Ason, B; van der Hoorn, JW; Chan, J; Lee, E; Pieterman, EJ; Nguyen, KK; Di, M; Shetterly, S; Tang, J; Yeh, WC; Schwarz, M; Jukema, JW; Scott, R; Wasserman, SM; Princen, HM; Jackson, S

Amgen, Inc, Thousand Oaks, CA, United States; TNO - Metabolic Health Research, Netherlands; Leiden University Medical Center, Netherlands.

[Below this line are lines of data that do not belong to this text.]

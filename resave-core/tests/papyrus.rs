mod common;

use common::{Container, InstanceSpec, PapyrusBlock, ScriptSpec};
use pretty_assertions::assert_eq;
use resave_core::{LoadOptions, Referent, SaveFile};

fn load(bytes: &[u8]) -> resave_core::LoadResult {
    SaveFile::from_bytes(bytes, &LoadOptions::default()).unwrap()
}

fn with_members(
    mut block: PapyrusBlock,
    variables: impl Fn(&PapyrusBlock) -> Vec<Vec<u8>>,
) -> PapyrusBlock {
    block.strings = ["Foo", "Actor", "target", "other"]
        .iter()
        .map(|s| s.to_string())
        .collect();
    block.scripts = vec![ScriptSpec {
        name: 0,
        parent: 0,
        members: vec![(2, 1), (3, 1)],
    }];
    let variables = variables(&block);
    block.instances = vec![InstanceSpec {
        eid: 0x1234,
        script: 0,
        ref_id: 0x000001,
        variables,
    }];
    block
}

#[test]
fn undefined_reference_is_not_null() {
    let block = with_members(PapyrusBlock::foo(), |b| vec![b.ref_variable(1, 0), b.ref_variable(1, 0xDEAD)]);
    let mut container = Container::skyrim_le();
    container.papyrus = Some(block);
    let bytes = container.build();

    let loaded = load(&bytes);
    assert!(!loaded.truncated);
    let papyrus = loaded.save.papyrus().unwrap();
    let instance = papyrus.script_instances.values().next().unwrap();
    let referents: Vec<_> = instance
        .variables()
        .iter()
        .map(|v| v.referent())
        .collect();
    assert_eq!(referents, vec![Some(Referent::Null), Some(Referent::Undefined)]);
    assert_eq!(papyrus.undefined_reference_count(), 1);

    // an undefined reference is legal and is written back untouched
    assert_eq!(loaded.save.to_bytes().unwrap(), bytes);
}

#[test]
fn self_reference_resolves_to_the_instance() {
    let block = with_members(PapyrusBlock::foo(), |b| vec![b.ref_variable(1, 0x1234), b.ref_variable(1, 0x1234)]);
    let mut container = Container::skyrim_se();
    container.papyrus = Some(block);
    let loaded = load(&container.build());
    let papyrus = loaded.save.papyrus().unwrap();
    let instance = papyrus.script_instances.values().next().unwrap();
    assert!(instance
        .variables()
        .iter()
        .all(|v| v.referent() == Some(Referent::ScriptInstance)));
    assert_eq!(papyrus.undefined_reference_count(), 0);
}

#[test]
fn fallout4_uses_wide_ids() {
    let block = with_members(PapyrusBlock::foo().fallout4(), |b| {
        vec![b.ref_variable(1, 0x1234), b.ref_variable(1, 0x1_0000_1234)]
    });
    let mut container = Container::fallout4();
    container.papyrus = Some(block);
    let bytes = container.build();

    let loaded = load(&bytes);
    assert!(!loaded.truncated);
    let papyrus = loaded.save.papyrus().unwrap();
    let instance = papyrus.script_instances.values().next().unwrap();
    let variables = instance.variables();
    assert_eq!(variables[0].referent(), Some(Referent::ScriptInstance));
    assert_eq!(variables[1].eid().unwrap().raw(), 0x1_0000_1234);
    assert_eq!(variables[1].referent(), Some(Referent::Undefined));
    assert_eq!(loaded.save.to_bytes().unwrap(), bytes);
}

#[test]
fn string_table_bug_truncates_the_snapshot() {
    let mut block = PapyrusBlock::foo();
    block.instances[0].script = 40;
    let mut container = Container::skyrim_le();
    container.papyrus = Some(block);

    let loaded = load(&container.build());
    assert!(loaded.truncated);
    let papyrus = loaded.save.papyrus().unwrap();
    assert!(papyrus.truncated);
    assert!(papyrus.string_table_bug);
    // the definitions before the failure are kept
    assert_eq!(papyrus.scripts.len(), 1);
    assert!(papyrus.failure.as_deref().unwrap().contains("string index 40"));

    assert!(matches!(
        loaded.save.to_bytes().unwrap_err(),
        resave_core::Error::Truncated
    ));
}

#[test]
fn illegal_variable_tag_truncates_the_snapshot() {
    let block = with_members(PapyrusBlock::foo(), |_| vec![vec![9, 0, 0, 0, 0], vec![0]]);
    let mut container = Container::skyrim_le();
    container.papyrus = Some(block);

    let loaded = load(&container.build());
    assert!(loaded.truncated);
    let papyrus = loaded.save.papyrus().unwrap();
    assert!(!papyrus.string_table_bug);
    assert!(papyrus.failure.as_deref().unwrap().contains("tag 0x09"));
}

#[test]
fn opaque_tail_is_kept() {
    let mut block = PapyrusBlock::foo();
    block.tail = vec![0xDE, 0xAD, 0xBE, 0xEF];
    let mut container = Container::skyrim_le();
    container.papyrus = Some(block);
    let bytes = container.build();

    let loaded = load(&bytes);
    let papyrus = loaded.save.papyrus().unwrap();
    assert_eq!(papyrus.trailer.tail, vec![0xDE, 0xAD, 0xBE, 0xEF]);
    assert_eq!(loaded.save.to_bytes().unwrap(), bytes);
}

#[test]
fn section_offset_drift_is_reported() {
    let mut container = Container::skyrim_le();
    container.offset_drift = 4;
    let err = SaveFile::from_bytes(&container.build(), &LoadOptions::default()).unwrap_err();
    assert!(err.is_position_mismatch(), "{}", err);
}

#[test]
fn instance_outranks_reference_with_the_same_id() {
    let mut block = with_members(PapyrusBlock::foo(), |b| vec![b.ref_variable(1, 0x1234), b.ref_variable(1, 0x5678)]);
    // the reference table comes after the script instances in the file
    block.references = vec![(0x1234, 0), (0x5678, 0)];
    let mut container = Container::skyrim_se();
    container.papyrus = Some(block);
    let bytes = container.build();

    let loaded = load(&bytes);
    assert!(!loaded.truncated);
    let papyrus = loaded.save.papyrus().unwrap();
    assert_eq!(papyrus.references.len(), 2);
    let instance = papyrus.script_instances.values().next().unwrap();
    let referents: Vec<_> = instance
        .variables()
        .iter()
        .map(|v| v.referent())
        .collect();
    assert_eq!(
        referents,
        vec![Some(Referent::ScriptInstance), Some(Referent::Reference)]
    );
    assert_eq!(loaded.save.registry().duplicate_definitions(), 1);
    assert_eq!(loaded.save.to_bytes().unwrap(), bytes);
}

Low density lipoprotein cholesterol (LDL-C) contributes to coronary heart disease. Proprotein convertase subtilisin/kexin type 9 (PCSK9) increases LDL-C by inhibiting LDL-C clearance. The therapeutic potential for PCSK9 inhibitors is highlighted by the fact that PCSK9 loss-of-function carriers exhibit 15-30% lower circulating LDL-C and a disproportionately lower risk (47-88%) of experiencing a cardiovascular event. Here, we utilized pcsk9-/- mice and an anti-PCSK9 antibody to study the role of the LDL-receptor (LDLR) and apolipoprotein E (ApoE) in PCSK9-mediated regulation of plasma cholesterol and atherosclerotic lesion development. We found that circulating cholesterol and atherosclerotic lesions were minimally modified in pcsk9-/- mice on either an LDLR- or ApoE-deficient background. Acute administration of an anti-PCSK9 antibody did not reduce circulating cholesterol in an ApoE-deficient background but did reduce circulating cholesterol (-45%) and triglycerides (-36%) in APOE*3Leiden.CETP mice, which contain mouse ApoE, human mutant APOE3*Leiden, and a functional LDLR. Chronic anti-PCSK9 antibody treatment in APOE*3Leiden.CETP mice resulted in a significant reduction in atherosclerotic lesion area (-91%) and reduced lesion complexity. Taken together, these results indicate that both LDLR and ApoE are required for PCSK9-inhibitor mediated reductions in atherosclerosis, as both are needed to increase hepatic LDLR expression.